Closed julia326 closed 6 years ago
I think the issue was that mhcnames 0.1.0 (version used to generate the training data a while ago) had this erroneous behavior:
In [2]: mhcnames.normalize_allele_name("SLA01")
Out[2]: 'HLA-SLA*01:01'
When this output is run through the current version of mhcnames we get the error you see.
It's not clear this error was really fixed though. The current master version of mhcnames gives an error instead of parsing it:
In [4]: mhcnames.normalize_allele_name("SLA-01")
---------------------------------------------------------------------------
AlleleParseError Traceback (most recent call last)
<ipython-input-4-39557fbce5ea> in <module>()
----> 1 mhcnames.normalize_allele_name("SLA-01")
/Users/tim/sinai/git/mhcnames/mhcnames/normalization.py in normalize_allele_name(raw_allele, omit_dra1)
70 if raw_allele in _normalized_allele_cache[omit_dra1]:
71 return _normalized_allele_cache[omit_dra1][raw_allele]
---> 72 parsed_alleles = parse_classi_or_classii_allele_name(raw_allele)
73 species = parsed_alleles[0].species
74 normalized_list = [species]
/Users/tim/sinai/git/mhcnames/mhcnames/class2.py in parse_classi_or_classii_allele_name(name)
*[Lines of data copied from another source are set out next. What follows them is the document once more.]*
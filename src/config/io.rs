// src/config/io.rs
use std::fs;
use std::io::ErrorKind;
use std::path::{Path, PathBuf};

use tracing::debug;

use super::types::SkillGraphToml;
use crate::constants::{CONFIG_ENV, CONFIG_FILE};
use crate::error::{Result, SkillGraphError};

/// Path of the config file: `$SKILLGRAPH_CONFIG` when set, else `skillgraph.toml`.
#[must_use]
pub fn config_path() -> PathBuf {
    std::env::var_os(CONFIG_ENV).map_or_else(|| PathBuf::from(CONFIG_FILE), PathBuf::from)
}

/// Reads and parses the config at `path`. A missing file yields the defaults.
///
/// # Errors
/// Returns error on unreadable or malformed files.
pub fn load_toml(path: &Path) -> Result<SkillGraphToml> {
    match fs::read_to_string(path) {
        Ok(content) => {
            debug!(path = %path.display(), "loaded config");
            parse_toml(&content, path)
        }
        Err(e) if e.kind() == ErrorKind::NotFound => {
            debug!(path = %path.display(), "no config file, using defaults");
            Ok(SkillGraphToml::default())
        }
        Err(e) => Err(SkillGraphError::Config {
            path: path.to_path_buf(),
            message: e.to_string(),
        }),
    }
}

/// # Errors
/// Returns error if `content` does not deserialize.
pub fn parse_toml(content: &str, origin: &Path) -> Result<SkillGraphToml> {
    toml::from_str(content).map_err(|e| SkillGraphError::Config {
        path: origin.to_path_buf(),
        message: e.to_string(),
    })
}
// src/graph/cycles.rs
//! Mutual-reference (2-cycle) detection.
//!
//! Only direct pairs A→B, B→A are reported. Longer loops such as A→B→C→A are
//! out of scope for this detector: the harmless/problematic split in the
//! report is defined over mutual pairs only.

use std::collections::BTreeSet;
use std::fmt;

use serde::Serialize;

use super::DirectedGraph;

/// Unordered pair stored with `first <= second`.
#[derive(Debug, Clone, PartialEq, Eq, PartialOrd, Ord, Hash, Serialize)]
pub struct CyclePair {
    pub first: String,
    pub second: String,
}

impl CyclePair {
    #[must_use]
    pub fn new(a: &str, b: &str) -> Self {
        let (first, second) = if a <= b { (a, b) } else { (b, a) };
        Self {
            first: first.to_string(),
            second: second.to_string(),
        }
    }

    /// True for either direction of this pair.
    #[must_use]
    pub fn contains_edge(&self, from: &str, to: &str) -> bool {
        (self.first == from && self.second == to) || (self.first == to && self.second == from)
    }
}

impl fmt::Display for CyclePair {
    fn fmt(&self, f: &mut fmt::Formatter<'_>) -> fmt::Result {
        write!(f, "{} ↔ {}", self.first, self.second)
    }
}

/// Every pair of nodes linked in both directions, once each.
#[must_use]
pub fn detect_mutual_pairs(graph: &DirectedGraph) -> BTreeSet<CyclePair> {
    graph
        .edges()
        .filter(|(from, to)| graph.has_edge(to, from))
        .map(|(from, to)| CyclePair::new(from, to))
        .collect()
}

/// Mutual pairs per graph. Never merged: a prerequisite pair is a harmless
/// workflow sequence, an invocation pair is a problem.
#[derive(Debug, Clone, Default, PartialEq, Eq, Serialize)]
pub struct CycleReport {
    pub all: BTreeSet<CyclePair>,
    pub prerequisites: BTreeSet<CyclePair>,
    pub invocations: BTreeSet<CyclePair>,
}

impl CycleReport {
    #[must_use]
    pub fn detect(graphs: &super::DependencyGraphs) -> Self {
        Self {
            all: detect_mutual_pairs(&graphs.all),
            prerequisites: detect_mutual_pairs(&graphs.prerequisites),
            invocations: detect_mutual_pairs(&graphs.invocations),
        }
    }

    #[must_use]
    pub fn has_problems(&self) -> bool {
        !self.invocations.is_empty()
    }
}
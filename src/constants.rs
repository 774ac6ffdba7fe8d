// src/constants.rs
//! Defaults shared by configuration and the analysis pipeline.

/// Directory holding one subdirectory per skill, relative to the working directory.
pub const DEFAULT_SKILLS_DIR: &str = ".claude/skills";

/// Diagram file name, written inside the skills directory unless overridden.
pub const DEFAULT_OUTPUT_NAME: &str = "skill-dependencies.mermaid";

/// Lines of context captured before and after every name match.
pub const DEFAULT_CONTEXT_LINES: usize = 5;

/// Entries starting with this marker are never treated as skills.
pub const HIDDEN_PREFIX: &str = ".";

/// Config file looked up in the working directory.
pub const CONFIG_FILE: &str = "skillgraph.toml";

/// Environment variable naming an alternative config file.
pub const CONFIG_ENV: &str = "SKILLGRAPH_CONFIG";

/// Separator placed between non-adjacent context blocks, as grep does.
pub const BLOCK_SEPARATOR: &str = "--";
49 "Allele has too many parts: %s" % name)
50 if len(parts) == 1:
---> 51 parsed = parse_allele_name(name, species)
52 if parsed.species == "HLA" and parsed.gene.startswith("DRB"):
53 alpha = AlleleName(
/Users/tim/sinai/git/mhcnames/mhcnames/allele_name.py in parse_allele_name(name, species_prefix)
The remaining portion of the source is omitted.